# Listed entries
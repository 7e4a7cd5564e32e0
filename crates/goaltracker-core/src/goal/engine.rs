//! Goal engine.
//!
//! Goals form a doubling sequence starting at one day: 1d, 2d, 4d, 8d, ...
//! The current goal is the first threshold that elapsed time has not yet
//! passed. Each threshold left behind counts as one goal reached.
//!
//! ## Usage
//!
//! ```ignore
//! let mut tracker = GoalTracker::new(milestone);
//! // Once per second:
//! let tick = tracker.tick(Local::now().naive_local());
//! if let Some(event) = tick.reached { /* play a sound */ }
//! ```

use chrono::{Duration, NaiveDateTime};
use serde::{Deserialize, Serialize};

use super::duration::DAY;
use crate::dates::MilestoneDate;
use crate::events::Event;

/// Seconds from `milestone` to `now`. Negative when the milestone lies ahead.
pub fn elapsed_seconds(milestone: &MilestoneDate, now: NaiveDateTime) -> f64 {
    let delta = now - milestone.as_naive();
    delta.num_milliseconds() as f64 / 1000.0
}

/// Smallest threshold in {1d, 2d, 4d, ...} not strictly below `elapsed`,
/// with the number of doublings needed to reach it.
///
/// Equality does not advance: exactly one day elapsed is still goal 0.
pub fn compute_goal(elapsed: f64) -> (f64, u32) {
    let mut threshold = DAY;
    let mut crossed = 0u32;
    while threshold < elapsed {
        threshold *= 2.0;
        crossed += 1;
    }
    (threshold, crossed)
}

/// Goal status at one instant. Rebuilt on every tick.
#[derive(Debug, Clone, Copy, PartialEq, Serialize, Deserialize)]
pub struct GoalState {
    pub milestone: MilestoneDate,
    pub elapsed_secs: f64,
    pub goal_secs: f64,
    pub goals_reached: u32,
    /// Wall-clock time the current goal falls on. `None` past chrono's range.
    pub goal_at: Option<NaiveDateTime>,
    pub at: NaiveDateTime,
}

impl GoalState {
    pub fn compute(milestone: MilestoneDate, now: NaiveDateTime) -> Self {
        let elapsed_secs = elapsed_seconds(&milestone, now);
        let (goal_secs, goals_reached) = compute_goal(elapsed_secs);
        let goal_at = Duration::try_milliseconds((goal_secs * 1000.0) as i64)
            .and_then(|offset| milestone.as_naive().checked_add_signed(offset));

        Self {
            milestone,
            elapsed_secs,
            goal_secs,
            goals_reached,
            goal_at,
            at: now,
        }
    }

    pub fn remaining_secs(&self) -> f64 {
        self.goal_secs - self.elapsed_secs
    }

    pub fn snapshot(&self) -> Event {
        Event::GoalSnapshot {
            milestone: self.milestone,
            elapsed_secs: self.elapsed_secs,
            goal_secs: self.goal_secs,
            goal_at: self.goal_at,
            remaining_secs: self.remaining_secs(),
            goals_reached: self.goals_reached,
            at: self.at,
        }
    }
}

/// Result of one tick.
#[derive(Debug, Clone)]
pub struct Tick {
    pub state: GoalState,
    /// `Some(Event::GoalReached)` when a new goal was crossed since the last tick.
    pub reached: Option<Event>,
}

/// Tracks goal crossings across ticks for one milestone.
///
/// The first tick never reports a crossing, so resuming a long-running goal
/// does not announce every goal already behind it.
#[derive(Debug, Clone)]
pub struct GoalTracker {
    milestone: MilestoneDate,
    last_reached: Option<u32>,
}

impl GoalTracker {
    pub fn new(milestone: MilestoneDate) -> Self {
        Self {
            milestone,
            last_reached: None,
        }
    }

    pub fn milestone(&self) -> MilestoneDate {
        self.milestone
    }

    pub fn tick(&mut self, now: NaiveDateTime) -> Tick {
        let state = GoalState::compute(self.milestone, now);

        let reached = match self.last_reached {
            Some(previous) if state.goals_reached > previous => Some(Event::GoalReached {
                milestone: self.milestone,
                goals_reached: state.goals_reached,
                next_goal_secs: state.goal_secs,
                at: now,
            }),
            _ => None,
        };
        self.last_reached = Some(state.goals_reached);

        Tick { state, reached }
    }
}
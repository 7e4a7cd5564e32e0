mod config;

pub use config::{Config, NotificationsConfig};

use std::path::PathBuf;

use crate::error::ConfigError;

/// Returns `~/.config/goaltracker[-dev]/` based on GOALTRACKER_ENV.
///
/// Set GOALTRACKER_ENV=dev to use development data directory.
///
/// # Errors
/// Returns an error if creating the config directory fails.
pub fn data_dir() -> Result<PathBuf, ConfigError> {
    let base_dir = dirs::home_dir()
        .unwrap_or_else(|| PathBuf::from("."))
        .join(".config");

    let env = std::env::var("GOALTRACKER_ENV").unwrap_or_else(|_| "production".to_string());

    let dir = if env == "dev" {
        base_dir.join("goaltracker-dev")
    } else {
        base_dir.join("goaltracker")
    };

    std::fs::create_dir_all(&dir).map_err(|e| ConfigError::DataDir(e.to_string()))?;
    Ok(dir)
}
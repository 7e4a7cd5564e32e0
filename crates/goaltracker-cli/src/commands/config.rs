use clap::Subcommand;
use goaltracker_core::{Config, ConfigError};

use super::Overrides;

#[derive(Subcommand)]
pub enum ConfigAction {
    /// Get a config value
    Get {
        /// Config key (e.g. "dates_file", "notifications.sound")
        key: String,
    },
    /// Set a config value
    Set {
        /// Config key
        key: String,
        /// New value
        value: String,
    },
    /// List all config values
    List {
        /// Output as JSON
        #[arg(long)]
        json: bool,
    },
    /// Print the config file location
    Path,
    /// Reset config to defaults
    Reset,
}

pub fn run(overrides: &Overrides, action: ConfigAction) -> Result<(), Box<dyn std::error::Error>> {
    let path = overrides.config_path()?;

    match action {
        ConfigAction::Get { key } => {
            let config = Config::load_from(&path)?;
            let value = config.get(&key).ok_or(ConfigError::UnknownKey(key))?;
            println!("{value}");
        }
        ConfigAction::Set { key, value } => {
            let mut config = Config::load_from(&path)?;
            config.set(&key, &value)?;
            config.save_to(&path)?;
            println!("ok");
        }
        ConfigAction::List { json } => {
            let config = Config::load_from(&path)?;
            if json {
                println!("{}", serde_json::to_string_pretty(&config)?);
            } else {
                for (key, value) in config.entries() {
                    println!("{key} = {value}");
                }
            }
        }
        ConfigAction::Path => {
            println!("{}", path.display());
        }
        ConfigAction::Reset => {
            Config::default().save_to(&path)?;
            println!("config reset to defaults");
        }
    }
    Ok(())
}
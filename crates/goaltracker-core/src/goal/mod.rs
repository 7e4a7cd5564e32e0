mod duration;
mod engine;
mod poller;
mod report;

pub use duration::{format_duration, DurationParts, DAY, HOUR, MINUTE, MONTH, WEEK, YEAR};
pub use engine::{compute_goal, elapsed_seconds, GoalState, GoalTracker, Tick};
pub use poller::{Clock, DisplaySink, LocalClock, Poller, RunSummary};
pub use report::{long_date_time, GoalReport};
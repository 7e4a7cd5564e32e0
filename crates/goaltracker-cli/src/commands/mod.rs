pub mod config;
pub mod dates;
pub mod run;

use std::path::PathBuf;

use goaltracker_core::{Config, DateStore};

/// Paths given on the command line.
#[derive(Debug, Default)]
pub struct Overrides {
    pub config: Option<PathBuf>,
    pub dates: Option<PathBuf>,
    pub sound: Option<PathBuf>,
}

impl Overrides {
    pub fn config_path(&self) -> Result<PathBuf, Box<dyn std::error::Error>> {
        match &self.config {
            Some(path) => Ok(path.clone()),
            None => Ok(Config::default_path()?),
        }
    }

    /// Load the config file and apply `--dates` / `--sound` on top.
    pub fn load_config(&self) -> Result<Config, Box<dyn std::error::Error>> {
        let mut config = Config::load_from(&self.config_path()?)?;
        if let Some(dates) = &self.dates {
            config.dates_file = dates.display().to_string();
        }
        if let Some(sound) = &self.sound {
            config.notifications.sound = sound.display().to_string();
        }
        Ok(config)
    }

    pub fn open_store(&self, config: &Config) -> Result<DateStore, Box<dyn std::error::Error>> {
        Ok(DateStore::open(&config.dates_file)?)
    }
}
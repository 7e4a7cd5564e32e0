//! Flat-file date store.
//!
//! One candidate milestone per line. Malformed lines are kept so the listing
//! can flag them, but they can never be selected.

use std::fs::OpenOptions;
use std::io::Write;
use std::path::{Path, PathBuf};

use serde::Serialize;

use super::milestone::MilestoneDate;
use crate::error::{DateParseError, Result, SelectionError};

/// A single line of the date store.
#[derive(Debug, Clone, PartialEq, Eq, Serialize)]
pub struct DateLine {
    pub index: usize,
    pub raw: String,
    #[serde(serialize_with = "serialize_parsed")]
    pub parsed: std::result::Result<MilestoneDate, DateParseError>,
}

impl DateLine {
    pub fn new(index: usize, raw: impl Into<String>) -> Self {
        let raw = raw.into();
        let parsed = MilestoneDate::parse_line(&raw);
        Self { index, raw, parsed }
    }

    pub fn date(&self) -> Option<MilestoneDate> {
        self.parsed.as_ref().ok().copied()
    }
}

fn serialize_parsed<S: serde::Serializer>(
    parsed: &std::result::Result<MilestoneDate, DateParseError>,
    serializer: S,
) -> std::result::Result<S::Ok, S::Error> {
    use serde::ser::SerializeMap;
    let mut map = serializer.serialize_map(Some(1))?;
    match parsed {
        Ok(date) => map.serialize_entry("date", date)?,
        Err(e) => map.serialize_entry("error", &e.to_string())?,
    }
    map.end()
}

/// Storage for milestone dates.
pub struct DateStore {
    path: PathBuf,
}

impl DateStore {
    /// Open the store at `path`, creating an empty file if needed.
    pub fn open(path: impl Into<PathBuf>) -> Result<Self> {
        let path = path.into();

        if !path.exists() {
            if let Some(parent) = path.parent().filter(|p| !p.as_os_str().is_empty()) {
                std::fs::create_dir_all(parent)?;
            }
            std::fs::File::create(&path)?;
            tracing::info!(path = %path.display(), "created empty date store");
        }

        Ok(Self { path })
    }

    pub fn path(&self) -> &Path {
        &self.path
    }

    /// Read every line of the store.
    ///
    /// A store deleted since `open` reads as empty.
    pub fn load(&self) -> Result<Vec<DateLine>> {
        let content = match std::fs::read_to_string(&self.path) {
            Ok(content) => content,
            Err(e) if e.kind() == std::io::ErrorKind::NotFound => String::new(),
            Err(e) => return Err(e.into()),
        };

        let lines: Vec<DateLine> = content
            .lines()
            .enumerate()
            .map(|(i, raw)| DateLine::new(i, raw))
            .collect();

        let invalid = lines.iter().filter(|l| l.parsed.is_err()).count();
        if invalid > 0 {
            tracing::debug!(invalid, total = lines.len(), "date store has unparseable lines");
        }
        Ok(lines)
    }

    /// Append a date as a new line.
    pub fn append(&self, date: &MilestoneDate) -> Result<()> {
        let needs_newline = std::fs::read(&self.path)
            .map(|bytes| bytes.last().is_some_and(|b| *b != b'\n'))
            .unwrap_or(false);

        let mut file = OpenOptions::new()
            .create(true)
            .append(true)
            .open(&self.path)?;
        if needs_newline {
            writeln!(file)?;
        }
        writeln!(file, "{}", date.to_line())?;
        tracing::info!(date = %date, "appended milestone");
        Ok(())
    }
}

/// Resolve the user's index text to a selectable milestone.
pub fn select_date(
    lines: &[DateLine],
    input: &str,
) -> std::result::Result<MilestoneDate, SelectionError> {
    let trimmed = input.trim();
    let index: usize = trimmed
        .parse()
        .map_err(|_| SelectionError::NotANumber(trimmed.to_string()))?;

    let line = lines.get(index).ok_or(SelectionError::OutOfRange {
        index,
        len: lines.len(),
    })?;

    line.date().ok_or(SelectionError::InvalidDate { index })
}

# About this task
Search the records for the string "when" and, wherever a line contains it, please copy that line.

# Reply to the task
/// Seconds from `milestone` to `now`. Negative when the milestone lies ahead.
    /// `Some(Event::GoalReached)` when a new goal was crossed since the last tick.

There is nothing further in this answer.